OneCAT: Decoder-Only Auto-Regressive Model for Unified Understanding and Generation
This work addresses the need for efficient and unified multimodal models in AI, offering a novel architecture that eliminates external components and reduces decoding steps, though it appears incremental in building on existing autoregressive and MoE techniques.
The paper tackles the problem of unified multimodal intelligence by introducing OneCAT, a decoder-only autoregressive model that integrates understanding, generation, and editing, achieving state-of-the-art performance across benchmarks with significant efficiency gains for high-resolution inputs.

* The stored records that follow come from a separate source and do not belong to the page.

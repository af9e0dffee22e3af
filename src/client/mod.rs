//! The public entry point (spec §3.1 "Client", §4.1, §9 "Global shared client").
//!
//! `Client` is a thin, cheaply-cloneable facade around `Arc<Loader>` — all of the
//! actual composition/transport/retry work lives in [`crate::loader::Loader`].
//! Constructed via [`ClientBuilder`], the same shape as the teacher's
//! `HttpConfigBuilder`: chained setters returning `Self`, a `build()` applying
//! defaults.

use std::ops::Deref;
use std::sync::Arc;
use std::time::Duration;

use once_cell::sync::OnceCell;
use reqwest::header::HeaderMap;
use reqwest::Url;

use crate::error::HttpError;
use crate::loader::cookie::{CookieStorage, InMemoryCookieJar};
use crate::loader::redirect::FollowRedirectsMode;
use crate::loader::security::SecurityPolicy;
use crate::loader::transport::{ReqwestTransport, Transport};
use crate::loader::{Loader, LoaderConfig};
use crate::request::Request;
use crate::response::Response;
use crate::validator::default_validator::DefaultValidator;
use crate::validator::retry_strategy::RetryStrategy;
use crate::validator::Validator;

/// A configured, reusable HTTP client (spec §3.1 "Client").
#[derive(Clone)]
pub struct Client(Arc<Loader>);

impl Client {
    /// Submits `request` and drives it to completion through the loader (compose,
    /// transport, redirects, validate/retry).
    pub async fn fetch(&self, request: Request) -> Result<Response, HttpError> {
        self.0.fetch(request).await
    }

    /// Cancels an in-flight fetch by the fingerprint of the [`Request`] that
    /// started it.
    pub async fn cancel(&self, fingerprint: &str) {
        self.0.cancel(fingerprint).await;
    }

    /// Cancels an in-flight `largeData` fetch, handing `callback` whatever bytes
    /// had already arrived for the current attempt (spec §4.3
    /// "cancel_with_resume_data"). Pass the bytes to
    /// [`crate::request::RequestBuilder::partial_data`] to resume later.
    pub async fn cancel_with_resume_data<F>(&self, fingerprint: &str, callback: F)
    where
        F: FnOnce(Vec<u8>) + Send + 'static,
    {
        self.0.cancel_with_resume_data(fingerprint, callback).await;
    }

    /// Returns the underlying `Arc<Loader>`, needed to wire up validators (like
    /// [`crate::validator::auth_refresh_validator::AuthRefreshValidator`]) that
    /// must themselves drive fetches.
    pub fn loader_handle(&self) -> Arc<Loader> {
        self.0.clone()
    }
}

impl Deref for Client {
    type Target = Loader;

    fn deref(&self) -> &Loader {
        &self.0
    }
}

static SHARED: OnceCell<Client> = OnceCell::new();

impl Client {
    /// A process-wide default client, lazily constructed on first use (spec §9
    /// "Global shared client"). Prefer an explicitly constructed `Client` where
    /// the caller can plumb it through; this exists for the common case where one
    /// ambient client is genuinely enough.
    pub fn shared() -> Client {
        SHARED.get_or_init(|| ClientBuilder::new().build()).clone()
    }
}

/// Builder for [`Client`].
pub struct ClientBuilder {
    base_url: Option<Url>,
    default_headers: HeaderMap,
    default_timeout: Option<Duration>,
    default_security: Option<Arc<dyn SecurityPolicy>>,
    default_redirect_mode: FollowRedirectsMode,
    validators: Vec<Arc<dyn Validator>>,
    transport: Option<Arc<dyn Transport>>,
    cookie_jar: Option<Arc<dyn CookieStorage>>,
}

impl ClientBuilder {
    pub fn new() -> Self {
        Self {
            base_url: None,
            default_headers: HeaderMap::new(),
            default_timeout: Some(Duration::from_secs(60)),
            default_security: None,
            default_redirect_mode: FollowRedirectsMode::default(),
            validators: Vec::new(),
            transport: None,
            cookie_jar: None,
        }
    }

    pub fn base_url(mut self, url: impl AsRef<str>) -> Self {
        self.base_url = Url::parse(url.as_ref()).ok();
        self
    }

    pub fn default_headers(mut self, headers: HeaderMap) -> Self {
        self.default_headers = headers;
        self
    }

    pub fn default_timeout(mut self, timeout: Duration) -> Self {
        self.default_timeout = Some(timeout);
        self
    }

    pub fn default_security(mut self, security: Arc<dyn SecurityPolicy>) -> Self {
        self.default_security = Some(security);
        self
    }

    pub fn default_redirect_mode(mut self, mode: FollowRedirectsMode) -> Self {
        self.default_redirect_mode = mode;
        self
    }

    pub fn validator(mut self, validator: Arc<dyn Validator>) -> Self {
        self.validators.push(validator);
        self
    }

    pub fn validators(mut self, validators: Vec<Arc<dyn Validator>>) -> Self {
        self.validators = validators;
        self
    }

    pub fn transport(mut self, transport: Arc<dyn Transport>) -> Self {
        self.transport = Some(transport);
        self
    }

    pub fn cookie_jar(mut self, jar: Arc<dyn CookieStorage>) -> Self {
        self.cookie_jar = Some(jar);
        self
    }

    /// Builds the client. If no validators were configured, installs a single
    /// [`DefaultValidator`] with exponential backoff, matching the teacher's
    /// pattern of a sensible zero-config default.
    pub fn build(self) -> Client {
        let validators = if self.validators.is_empty() {
            vec![Arc::new(DefaultValidator::new(RetryStrategy::Exponential {
                base: 2.0,
                max_retries: 5,
            })) as Arc<dyn Validator>]
        } else {
            self.validators
        };

        let loader = Loader::from_config(LoaderConfig {
            base_url: self.base_url,
            default_headers: self.default_headers,
            default_timeout: self.default_timeout,
            default_security: self.default_security,
            default_redirect_mode: self.default_redirect_mode,
            validators,
            transport: self.transport.unwrap_or_else(|| Arc::new(ReqwestTransport::new())),
            cookie_jar: self.cookie_jar.unwrap_or_else(|| Arc::new(InMemoryCookieJar::new())),
        });

        Client(Arc::new(loader))
    }
}

impl Default for ClientBuilder {
    fn default() -> Self {
        Self::new()
    }
}
//! Stub matchers (spec §3.1 "StubRegistry", §4.6 "Stubber matchers").

use std::sync::Arc;

use regex::Regex;

use crate::loader::wire::WireRequest;

/// One matching predicate against a composed [`WireRequest`] plus its realized
/// body bytes. [`crate::stub::StubRule`] and
/// [`crate::stub::IgnoreRule`] both AND together a list of these.
#[derive(Clone)]
pub enum Matcher {
    Method(reqwest::Method),
    UrlExact(String),
    UrlRegex(Arc<Regex>),
    BodyEquals(Vec<u8>),
    JsonEquals(serde_json::Value),
    /// A minimal RFC 6570 "simple string expansion" matcher: `{name}` segments in
    /// the template match any non-`/` path segment. Full RFC 6570 operators
    /// (`+`, `#`, `.`, `;`, `?`) are out of scope — URI-template expansion is an
    /// external-collaborator concern (spec §1), this is just enough to let a stub
    /// match a parameterized path like `/users/{id}`.
    UriTemplate(String),
    Closure(Arc<dyn Fn(&WireRequest, &[u8]) -> bool + Send + Sync>),
}

impl Matcher {
    pub fn method(method: reqwest::Method) -> Self {
        Matcher::Method(method)
    }

    pub fn url_exact(url: impl Into<String>) -> Self {
        Matcher::UrlExact(url.into())
    }

    pub fn url_regex(pattern: &str) -> Result<Self, regex::Error> {
        Ok(Matcher::UrlRegex(Arc::new(Regex::new(pattern)?)))
    }

    pub fn body_equals(bytes: impl Into<Vec<u8>>) -> Self {
        Matcher::BodyEquals(bytes.into())
    }

    pub fn json_equals(value: serde_json::Value) -> Self {
        Matcher::JsonEquals(value)
    }

    pub fn uri_template(template: impl Into<String>) -> Self {
        Matcher::UriTemplate(template.into())
    }

    pub fn matches(&self, wire: &WireRequest, body: &[u8]) -> bool {
        match self {
            Matcher::Method(method) => &wire.method == method,
            Matcher::UrlExact(url) => wire.url.as_str() == url,
            Matcher::UrlRegex(regex) => regex.is_match(wire.url.as_str()),
            Matcher::BodyEquals(expected) => body == expected.as_slice(),
            Matcher::JsonEquals(expected) => {
                serde_json::from_slice::<serde_json::Value>(body)
                    .map(|actual| &actual == expected)
                    .unwrap_or(false)
            }
            Matcher::UriTemplate(template) => uri_template_matches(template, wire.url.path()),
            Matcher::Closure(f) => f(wire, body),
        }
    }
}

fn uri_template_matches(template: &str, path: &str) -> bool {
    let template_segments: Vec<&str> = template.split('/').collect();
    let path_segments: Vec<&str> = path.split('/').collect();
    if template_segments.len() != path_segments.len() {
        return false;
    }
    template_segments.iter().zip(path_segments.iter()).all(|(t, p)| {
        (t.starts_with('{') && t.ends_with('}')) || t == p
    })
}

#[cfg(test)]
mod tests {
    use super::*;

    #[test]
    fn uri_template_matches_single_segment_placeholder() {
        assert!(uri_template_matches("/users/{id}", "/users/42"));
        assert!(!uri_template_matches("/users/{id}", "/users/42/posts"));
        assert!(!uri_template_matches("/users/{id}", "/teams/42"));
    }

    #[test]
    fn uri_template_matches_literal_segments_exactly() {
        assert!(uri_template_matches("/v1/users/{id}", "/v1/users/7"));
        assert!(!uri_template_matches("/v1/users/{id}", "/v2/users/7"));
    }
}
fn encode_form(fields: &BTreeMap<String, FormValue>, options: FormEncodingOptions) -> String {
    let mut pairs = Vec::new();
    for (key, value) in fields {
        encode_form_value(key, value, options, &mut pairs);
    }
    pairs.join("&")
}

fn encode_form_value(
    key: &str,
    value: &FormValue,
    options: FormEncodingOptions,
    out: &mut Vec<String>,
) {
    match value {
        FormValue::Text(s) => out.push(format!("{}={}", percent_encode(key), percent_encode(s))),
        FormValue::Bool(b) => {
            let s = if options.bool_as_literal {
                if *b { "true" } else { "false" }
            } else if *b {
                "1"
            } else {
                "0"
            };
            out.push(format!("{}={}", percent_encode(key), s));
        }
        FormValue::Array(items) => {
            for item in items {
                let array_key = if options.array_brackets {
                    format!("{key}[]")
                } else {
                    key.to_string()
                };
                encode_form_value(&array_key, item, options, out);
            }
        }
        FormValue::Nested(map) => {
            let mut inner_keys: Vec<_> = map.keys().cloned().collect();
            inner_keys.sort();
            for inner_key in inner_keys {
                let nested_key = format!("{key}[{inner_key}]");
                encode_form_value(&nested_key, &map[&inner_key], options, out);
            }
        }
    }
}

/// Generates a random 64-bit hex boundary with a fixed prefix, per spec §4.2.
pub fn generate_boundary() -> String {
    let bits: u64 = rand::random();
    format!("wirekit.boundary.{bits:016x}")
}

fn encode_multipart(parts: &[MultipartPart], boundary: &str) -> Result<Vec<u8>, HttpError> {
    let mut out = Vec::new();
    for part in parts {
        out.extend_from_slice(b"--");
        out.extend_from_slice(boundary.as_bytes());
        out.extend_from_slice(b"\r\n");

        let mut disposition = format!("Content-Disposition: form-data; name=\"{}\"", part.name);
        if let Some(filename) = &part.filename {
            disposition.push_str(&format!("; filename=\"{filename}\""));
        }
        out.extend_from_slice(disposition.as_bytes());
        out.extend_from_slice(b"\r\n");

        if let Some(content_type) = &part.content_type {
            out.extend_from_slice(format!("Content-Type: {content_type}").as_bytes());
            out.extend_from_slice(b"\r\n");
        }

        out.extend_from_slice(b"\r\n");
        out.extend_from_slice(&part.bytes);
        out.extend_from_slice(b"\r\n");
    }
    out.extend_from_slice(b"--");
    out.extend_from_slice(boundary.as_bytes());
    out.extend_from_slice(b"--\r\n");
    Ok(out)
}

#[cfg(test)]
mod tests {
    use super::*;

    #[test]
    fn form_encoding_sorts_keys_ascending() {
        let mut fields = BTreeMap::new();
        fields.insert("zeta".to_string(), FormValue::from("1"));
        fields.insert("alpha".to_string(), FormValue::from("2"));
        let encoded = encode_form(&fields, FormEncodingOptions::default());
        assert_eq!(encoded, "alpha=2&zeta=1");
    }

    #[test]
    fn form_encoding_preserves_question_mark_and_slash() {
        let mut fields = BTreeMap::new();
        fields.insert("q".to_string(), FormValue::from("a/b?c"));
        let encoded = encode_form(&fields, FormEncodingOptions::default());
        assert_eq!(encoded, "q=a/b?c");
    }

    #[test]
    fn form_encoding_array_brackets_vs_flat() {
        let mut fields = BTreeMap::new();
        fields.insert(
            "tag".to_string(),
            FormValue::Array(vec![FormValue::from("a"), FormValue::from("b")]),
        );
        let bracketed = encode_form(
            &fields,
            FormEncodingOptions {
                array_brackets: true,
                bool_as_literal: false,
            },
        );
        assert_eq!(bracketed, "tag[]=a&tag[]=b");

        let flat = encode_form(
            &fields,
            FormEncodingOptions {
                array_brackets: false,
                bool_as_literal: false,
            },
        );
        assert_eq!(flat, "tag=a&tag=b");
    }

    #[test]
    fn form_encoding_bool_modes() {
        let mut fields = BTreeMap::new();
        fields.insert("flag".to_string(), FormValue::Bool(true));
        let as_digit = encode_form(
            &fields,
            FormEncodingOptions {
                array_brackets: true,
                bool_as_literal: false,
            },
        );
        assert_eq!(as_digit, "flag=1");

        let as_literal = encode_form(
            &fields,
            FormEncodingOptions {
                array_brackets: true,
                bool_as_literal: true,
            },
        );
        assert_eq!(as_literal, "flag=true");
    }

    #[test]
    fn form_encoding_nested_map_flattens() {
        let mut inner = BTreeMap::new();
        inner.insert("city".to_string(), FormValue::from("nyc"));
        let mut fields = BTreeMap::new();
        fields.insert("address".to_string(), FormValue::Nested(inner));
        let encoded = encode_form(&fields, FormEncodingOptions::default());
        assert_eq!(encoded, "address[city]=nyc");
    }

    #[test]
    fn multipart_boundary_never_appears_in_payloads() {
        let boundary = generate_boundary();
        let parts = vec![MultipartPart::text("field", "hello world, not a boundary")];
        let encoded = encode_multipart(&parts, &boundary).unwrap();
        let body_only = {
            // Strip the boundary delimiter lines themselves before checking.
            let full = String::from_utf8_lossy(&encoded).to_string();
            full.lines()
                .filter(|l| !l.starts_with("--"))
                .collect::<Vec<_>>()
                .join("\n")
        };
        assert!(!body_only.contains(&boundary));
    }

    #[test]
    fn multipart_round_trips_name_filename_content_type_and_bytes() {
        let boundary = "TESTBOUNDARY";
        let parts = vec![
            MultipartPart::text("field1", "value1"),
            MultipartPart::file("file1", "a.txt", "text/plain", "hello".as_bytes().to_vec()),
        ];
        let encoded = encode_multipart(&parts, boundary).unwrap();
        let text = String::from_utf8(encoded).unwrap();

        assert!(text.contains("name=\"field1\""));
        assert!(text.contains("value1"));
        assert!(text.contains("name=\"file1\""));
        assert!(text.contains("filename=\"a.txt\""));
        assert!(text.contains("Content-Type: text/plain"));
        assert!(text.ends_with("--TESTBOUNDARY--\r\n"));
    }

    #[test]
    fn json_value_sorts_keys_when_requested() {
        let value = serde_json::json!({"b": 1, "a": 2});
        let desc = BodyDescriptor::JsonValue {
            value,
            sort_keys: true,
        };
        let (body, headers) = desc.serialize().unwrap();
        assert_eq!(
            headers.get("content-type").unwrap(),
            "application/json"
        );
        let SerializedBody::Bytes(bytes) = body else {
            panic!("expected bytes");
        };
        assert_eq!(String::from_utf8(bytes.to_vec()).unwrap(), r#"{"a":2,"b":1}"#);
    }
}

We introduce OneCAT, a unified multimodal model that seamlessly integrates understanding, generation, and editing within a novel, pure decoder-only transformer architecture. Our framework uniquely eliminates the need for external components such as Vision Transformers (ViT) or vision tokenizer during inference, leading to significant efficiency gains, especially for high-resolution inputs. This is achieved through a modality-specific Mixture-of-Experts (MoE) structure trained with a single autoregressive (AR) objective, which also natively supports dynamic resolutions. Furthermore, we pioneer a multi-scale visual autoregressive mechanism within the Large Language Model (LLM) that drastically reduces decoding steps compared to diffusion-based methods while maintaining state-of-the-art performance. Our findings demonstrate the powerful potential of pure autoregressive modeling as a sufficient and elegant foundation for unified multimodal intelligence. As a result, OneCAT sets a new performance standard, outperforming existing open-source unified multimodal models across benchmarks for multimodal generation, editing, and understanding.